A 10-pound, grey, metal remote-control box hangs from his reflective safety vest. Using knobs marked "brakes" and "throttle" and switches for the bell and the horn, along with about a dozen other controls, the engineer repeats the same routine for four hours, hitching cars together, checking the hitches and brakes, and moving trains from track to track.

He likes the remote control for yard work like this, he says, but it's not ideal. "It's not as good as a second set of hands. It would be best to have both." That's even more true for work on the main lines.

The engineer points a mile down the track, to the port at the estuary of the Penobscot River. "That's the end of the line. You go off the end of that track, you're going in the ocean."

It's a busy little port, but most of the action is boat traffic from the Irving refinery in Saint John coming in to a depot that sends fuel out to the region by road on semi-tankers. One or two cargo ships appear every month carrying road salt, gypsum and windmill parts. Most of that goes out by road, too.

"The clay is pretty much the only thing going out of here by rail," the engineer says.

He comes from three generations of railroad men who mostly worked on the BAR. "I knew what I was getting into," he says.

Mr.
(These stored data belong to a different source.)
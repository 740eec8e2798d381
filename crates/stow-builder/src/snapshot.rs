//! Immutable typed snapshots produced by [`GrowableBuilder::finalize`].
//!
//! [`GrowableBuilder::finalize`]: crate::GrowableBuilder::finalize

use std::any::Any;
use std::fmt;
use std::marker::PhantomData;
use std::sync::Arc;

use stow_core::{ElementType, PrimitiveKind, StorageError};
use stow_storage::{SharedStorage, Storage};

/// An immutable, fixed-length sequence of `T` backed by kind-specialised
/// storage.
///
/// Cloning is cheap: clones share the same storage. Every slot holds a
/// `T`; this is checked when adopting foreign storage through
/// [`Snapshot::try_from_shared`] and guaranteed by construction for
/// snapshots produced by a builder.
pub struct Snapshot<T> {
    storage: SharedStorage,
    _marker: PhantomData<fn() -> T>,
}

impl<T: Any + Send + Sync> Snapshot<T> {
    /// Wrap storage the builder filled with `T` values.
    pub(crate) fn adopt(storage: SharedStorage) -> Self {
        debug_assert_eq!(storage.kind(), ElementType::of::<T>().kind());
        Self {
            storage,
            _marker: PhantomData,
        }
    }

    /// Adopt an existing shared storage as a snapshot of `T`.
    ///
    /// # Errors
    ///
    /// Returns [`StorageError::KindMismatch`] if the storage's kind is not
    /// the classification of `T`, or [`StorageError::ForeignElement`] if a
    /// reference slot is unset or holds something other than a `T`.
    pub fn try_from_shared(storage: SharedStorage) -> Result<Self, StorageError> {
        let expected = ElementType::of::<T>().kind();
        if storage.kind() != expected {
            return Err(StorageError::KindMismatch {
                expected,
                found: storage.kind(),
            });
        }
        if let Some(slots) = storage.as_references() {
            let foreign = slots
                .iter()
                .position(|slot| !slot.as_deref().is_some_and(|v| v.is::<T>()));
            if let Some(index) = foreign {
                return Err(StorageError::ForeignElement { index });
            }
        }
        Ok(Self::adopt(storage))
    }

    /// Number of elements.
    pub fn len(&self) -> usize {
        self.storage.len()
    }

    /// Returns `true` if the snapshot has no elements.
    pub fn is_empty(&self) -> bool {
        self.storage.is_empty()
    }

    /// Storage kind of this snapshot.
    pub fn kind(&self) -> PrimitiveKind {
        self.storage.kind()
    }

    /// Descriptor of the element type.
    pub fn element_type(&self) -> ElementType {
        ElementType::of::<T>()
    }

    /// The element at `index`, or `None` if out of bounds.
    pub fn get(&self, index: usize) -> Option<&T> {
        self.storage.get::<T>(index)
    }

    /// The elements as a contiguous slice, for packed kinds only.
    pub fn as_slice(&self) -> Option<&[T]> {
        self.storage.as_packed::<T>()
    }

    /// Iterate over the elements in order.
    pub fn iter(&self) -> Iter<'_, T> {
        Iter {
            snapshot: self,
            front: 0,
            back: self.len(),
        }
    }

    /// Copy the elements into a `Vec`.
    pub fn to_vec(&self) -> Vec<T>
    where
        T: Clone,
    {
        self.iter().cloned().collect()
    }

    /// The underlying storage.
    pub fn storage(&self) -> &Storage {
        &self.storage
    }

    /// Returns `true` if both snapshots share one storage instance.
    pub fn shares_storage_with(&self, other: &Self) -> bool {
        Arc::ptr_eq(&self.storage, &other.storage)
    }

    /// Release the snapshot's shared storage.
    pub fn into_shared(self) -> SharedStorage {
        self.storage
    }
}

impl<T> Clone for Snapshot<T> {
    fn clone(&self) -> Self {
        Self {
            storage: Arc::clone(&self.storage),
            _marker: PhantomData,
        }
    }
}

impl<T: Any + Send + Sync + fmt::Debug> fmt::Debug for Snapshot<T> {
    fn fmt(&self, f: &mut fmt::Formatter<'_>) -> fmt::Result {
        f.debug_list().entries(self.iter()).finish()
    }
}

impl<T: Any + Send + Sync + PartialEq> PartialEq for Snapshot<T> {
    fn eq(&self, other: &Self) -> bool {
        self.len() == other.len() && self.iter().eq(other.iter())
    }
}

impl<'a, T: Any + Send + Sync> IntoIterator for &'a Snapshot<T> {
    type Item = &'a T;
    type IntoIter = Iter<'a, T>;

    fn into_iter(self) -> Self::IntoIter {
        self.iter()
    }
}

/// Iterator over the elements of a [`Snapshot`].
pub struct Iter<'a, T> {
    snapshot: &'a Snapshot<T>,
    front: usize,
    back: usize,
}

impl<'a, T: Any + Send + Sync> Iterator for Iter<'a, T> {
    type Item = &'a T;

    fn next(&mut self) -> Option<&'a T> {
        if self.front >= self.back {
            return None;
        }
        let item = self.snapshot.get(self.front);
        self.front += 1;
        item
    }

    fn size_hint(&self) -> (usize, Option<usize>) {
        let remaining = self.back - self.front;
        (remaining, Some(remaining))
    }
}

impl<T: Any + Send + Sync> DoubleEndedIterator for Iter<'_, T> {
    fn next_back(&mut self) -> Option<Self::Item> {
        if self.front >= self.back {
            return None;
        }
        self.back -= 1;
        self.snapshot.get(self.back)
    }
}

impl<T: Any + Send + Sync> ExactSizeIterator for Iter<'_, T> {}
Booth, the Quebec railway historian, describes many of the early railroads as redundant, with ill-conceived and poorly funded lines thrown together under intense competition and fiscal mismanagement.

Companies such as BAR and CPR scooped up most of the lines that didn't die and went on to dominate the region for a century.

Since it all blew apart in the 1990s, small companies have come and gone, and the Quebec and Maine governments have at times intervened to rescue rail.

Some combination of government and private enterprise may still back a future for these rails. The engineer says he hopes Irving, which has quietly expanded railway operations in recent years, will step up and take over the rest. But he admits it will be a tough sell in the wake of Lac-Mégantic: "I can't even guess what is going to happen."

More than 130 years after the tracks first were laid, the railways are again at a fork, with no guarantee of a branch line ahead.